On March 4, 2016, the Company entered into a Credit Agreement (the “Agreement”) with NIL Funding Corporation to provide a $3 million revolving line of credit for working capital purposes, which was subsequently amended and restated on two occasions as described below. The Agreement provides for a borrowing formula based upon eligible accounts receivable and is secured by a first priority security interest in substantially all of the Company’s assets. Borrowings under the Agreement bore interest at a rate of 6.75% per annum. The Agreement also provides for an unused commitment fee equal to .5% per annum. The Agreement includes provisions that are customarily found in similar financing agreements.

On August 18, 2016, the Company entered into an Amended and Restated Credit Agreement (the “Amended Agreement”) with NIL Funding Corporation which increased the $3 million revolving line of credit to $6 million. Under the Amended Agreement, the facility was to mature on October 2, 2018 and consisted of two credit lines of $4 million and $2 million which bore interest at rates of 6.95% per annum and 8.25% per annum, respectively. The $4 million line of credit was subject to a borrowing formula based upon eligible accounts receivable. The Amended Agreement also provided for an initial commitment fee of $60,000, which was paid at closing, as well as an unused commitment fee equal to .5% per annum. The Amended Agreement includes a financial covenant that requires the Company to maintain a specified minimum tangible net worth, as defined, and is otherwise substantially similar to the original Agreement with NIL Funding Corporation.

On April 20, 2017, the Company entered into the Second Amended and Restated Credit Agreement (the “Second Amended Agreement”) with NIL Funding Corporation, under which only $2 million of the $6 million facility is subject to a borrowing formula, effectively providing the Company with $2 million of additional borrowing availability. The Second Amended Agreement also extends the maturity date of the credit facility to April 2, 2019, and reduces the Company’s minimum tangible net worth requirement, but is otherwise substantially similar to the Amended Agreement. As of June 30, 2018, outstanding borrowings under the Second Amended Agreement were $5.8 million.

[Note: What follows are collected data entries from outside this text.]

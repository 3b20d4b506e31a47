/// Arete system version.
pub const VERSION: &str = env!("CARGO_PKG_VERSION");

/// Seconds in one day, used by all age computations.
pub const SECONDS_PER_DAY: f64 = 86_400.0;

/// Half-life used when a store carries a non-positive or non-finite value.
pub const FALLBACK_HALF_LIFE_DAYS: f64 = 60.0;

/// Validation count at which a candidate fact is promoted to established.
pub const PROMOTE_TO_ESTABLISHED_AT: u32 = 2;

/// Validation count at which an established fact is promoted to proven.
pub const PROMOTE_TO_PROVEN_AT: u32 = 5;

/// Maximum length of the prefix considered by the Winkler boost.
pub const WINKLER_MAX_PREFIX: usize = 4;

/// Winkler prefix scaling factor.
pub const WINKLER_PREFIX_SCALE: f64 = 0.1;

In connection with the Second Amended Agreement, NIL Funding was issued a three-year warrant to purchase 1.5 million shares of the Company's common stock at a price of $.40 per share. The fair value of the warrant at the date of issuance was $438,000, which is being amortized over the two-year remaining credit facility term from the date of issuance. At June 30, 2018 and September 30, 2017, there was $165,000 and $339,000, respectively, of deferred warrant issuance costs included in other assets in the accompanying balance sheets.

At June 30, 2018, the Company was in violation of the minimum tangible net worth covenant under Section 4.9 of the Second Amended Agreement. On July 27, 2018, the Company entered into an amendment (the “Amendment”) to the Second Amended Agreement with NIL Funding Corporation, which Amendment provides that, among other things, (a) from June 12, 2018 until September 1, 2018, the minimum tangible net worth covenant contained in Section 4.9 of the Second Amended Agreement will be of no force or effect, (b) from June 12, 2018 until September 2, 2018, the Company will not be permitted to borrow any additional funds under the Second Amended Agreement, and (c) NIL Funding Corporation waives any Event of Default (as defined in the Credit Agreement) with respect to Section 4.9 of the Second Amended Agreement that may have occurred prior to June 12, 2018. The Company paid NIL Funding Corporation a fee of $29,000 in connection with the Amendment.